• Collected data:
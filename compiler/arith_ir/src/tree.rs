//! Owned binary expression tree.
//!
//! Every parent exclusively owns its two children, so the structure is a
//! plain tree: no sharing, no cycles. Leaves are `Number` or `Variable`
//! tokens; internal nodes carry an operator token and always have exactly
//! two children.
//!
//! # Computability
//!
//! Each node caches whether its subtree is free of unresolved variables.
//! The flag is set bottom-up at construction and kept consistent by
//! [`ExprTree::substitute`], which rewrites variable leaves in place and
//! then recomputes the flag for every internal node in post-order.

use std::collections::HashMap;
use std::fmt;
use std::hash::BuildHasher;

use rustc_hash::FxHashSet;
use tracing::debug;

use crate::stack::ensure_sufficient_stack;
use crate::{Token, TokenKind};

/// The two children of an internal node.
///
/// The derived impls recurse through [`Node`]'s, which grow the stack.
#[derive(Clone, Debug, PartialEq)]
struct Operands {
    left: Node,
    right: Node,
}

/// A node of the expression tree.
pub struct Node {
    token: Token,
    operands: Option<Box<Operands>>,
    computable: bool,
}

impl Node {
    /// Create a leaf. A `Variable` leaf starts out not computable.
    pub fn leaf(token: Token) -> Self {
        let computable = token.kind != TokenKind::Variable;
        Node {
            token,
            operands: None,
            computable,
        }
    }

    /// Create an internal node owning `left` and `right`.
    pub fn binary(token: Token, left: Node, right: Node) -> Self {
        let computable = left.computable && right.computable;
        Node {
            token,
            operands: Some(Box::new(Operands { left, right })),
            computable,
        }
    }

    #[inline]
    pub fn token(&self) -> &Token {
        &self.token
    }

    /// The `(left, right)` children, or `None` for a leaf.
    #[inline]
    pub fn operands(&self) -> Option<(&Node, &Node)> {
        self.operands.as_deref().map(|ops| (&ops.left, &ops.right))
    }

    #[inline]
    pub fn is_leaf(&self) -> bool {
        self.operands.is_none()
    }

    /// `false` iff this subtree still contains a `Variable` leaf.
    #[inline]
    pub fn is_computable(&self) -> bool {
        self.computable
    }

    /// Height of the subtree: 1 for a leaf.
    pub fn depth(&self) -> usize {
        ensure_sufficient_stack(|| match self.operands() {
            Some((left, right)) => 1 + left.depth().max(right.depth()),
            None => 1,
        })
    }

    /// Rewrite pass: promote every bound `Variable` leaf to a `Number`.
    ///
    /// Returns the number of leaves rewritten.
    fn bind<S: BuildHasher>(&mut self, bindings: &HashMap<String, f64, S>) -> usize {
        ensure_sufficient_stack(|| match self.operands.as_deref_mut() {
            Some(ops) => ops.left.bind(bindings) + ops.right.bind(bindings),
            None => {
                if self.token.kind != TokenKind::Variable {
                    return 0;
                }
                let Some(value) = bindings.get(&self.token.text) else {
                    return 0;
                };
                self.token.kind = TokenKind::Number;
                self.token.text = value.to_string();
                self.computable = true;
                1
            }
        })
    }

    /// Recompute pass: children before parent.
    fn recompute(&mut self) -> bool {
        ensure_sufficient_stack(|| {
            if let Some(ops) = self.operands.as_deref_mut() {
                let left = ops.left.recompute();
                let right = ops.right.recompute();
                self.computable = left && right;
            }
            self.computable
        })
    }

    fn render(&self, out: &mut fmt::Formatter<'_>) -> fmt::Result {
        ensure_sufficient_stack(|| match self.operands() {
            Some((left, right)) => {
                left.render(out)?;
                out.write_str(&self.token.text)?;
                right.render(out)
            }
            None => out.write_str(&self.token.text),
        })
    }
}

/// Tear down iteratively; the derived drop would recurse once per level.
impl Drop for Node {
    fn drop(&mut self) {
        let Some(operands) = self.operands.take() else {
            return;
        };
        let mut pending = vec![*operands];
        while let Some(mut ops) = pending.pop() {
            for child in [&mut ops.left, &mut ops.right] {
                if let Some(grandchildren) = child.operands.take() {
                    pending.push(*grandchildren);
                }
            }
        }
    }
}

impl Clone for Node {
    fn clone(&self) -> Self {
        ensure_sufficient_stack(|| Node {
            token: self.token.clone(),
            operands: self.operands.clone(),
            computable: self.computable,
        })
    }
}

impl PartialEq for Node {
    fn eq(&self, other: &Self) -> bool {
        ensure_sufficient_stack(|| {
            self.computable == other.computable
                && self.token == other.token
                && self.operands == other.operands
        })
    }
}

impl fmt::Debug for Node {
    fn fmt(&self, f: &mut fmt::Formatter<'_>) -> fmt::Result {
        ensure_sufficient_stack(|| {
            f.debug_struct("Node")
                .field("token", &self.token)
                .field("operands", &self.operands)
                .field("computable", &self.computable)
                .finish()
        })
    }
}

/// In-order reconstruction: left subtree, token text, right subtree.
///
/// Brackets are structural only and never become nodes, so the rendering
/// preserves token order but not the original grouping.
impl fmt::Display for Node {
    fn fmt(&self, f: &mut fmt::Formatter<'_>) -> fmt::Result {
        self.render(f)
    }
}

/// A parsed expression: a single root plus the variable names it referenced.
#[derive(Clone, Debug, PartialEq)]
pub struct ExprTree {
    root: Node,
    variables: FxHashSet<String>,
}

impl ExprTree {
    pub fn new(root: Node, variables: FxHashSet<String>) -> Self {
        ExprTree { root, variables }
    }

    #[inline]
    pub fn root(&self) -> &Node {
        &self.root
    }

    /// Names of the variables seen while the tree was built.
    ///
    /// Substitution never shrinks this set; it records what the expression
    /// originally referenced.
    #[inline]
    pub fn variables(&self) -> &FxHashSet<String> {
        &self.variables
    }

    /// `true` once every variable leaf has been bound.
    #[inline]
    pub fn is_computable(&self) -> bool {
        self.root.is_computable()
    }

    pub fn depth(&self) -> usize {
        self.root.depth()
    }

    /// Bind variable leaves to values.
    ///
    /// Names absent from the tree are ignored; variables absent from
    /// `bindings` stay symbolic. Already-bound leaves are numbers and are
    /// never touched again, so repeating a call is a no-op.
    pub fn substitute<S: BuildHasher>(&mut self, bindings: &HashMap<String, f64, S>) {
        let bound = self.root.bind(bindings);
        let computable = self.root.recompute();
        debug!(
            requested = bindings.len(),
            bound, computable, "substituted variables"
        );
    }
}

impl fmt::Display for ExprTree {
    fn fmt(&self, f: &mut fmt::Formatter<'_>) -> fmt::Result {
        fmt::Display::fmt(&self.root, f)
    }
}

• WHAT TO WORK ON: Retype the portion of the data above that starts on the line with "while let Some(mut" and finishes on the line with "impl PartialEq for", including both of those lines.

• SOLUTION TO THIS TASK:
        while let Some(mut ops) = pending.pop() {
            for child in [&mut ops.left, &mut ops.right] {
                if let Some(grandchildren) = child.operands.take() {
                    pending.push(*grandchildren);
                }
            }
        }
    }
}

impl Clone for Node {
    fn clone(&self) -> Self {
        ensure_sufficient_stack(|| Node {
            token: self.token.clone(),
            operands: self.operands.clone(),
            computable: self.computable,
        })
    }
}

impl PartialEq for Node {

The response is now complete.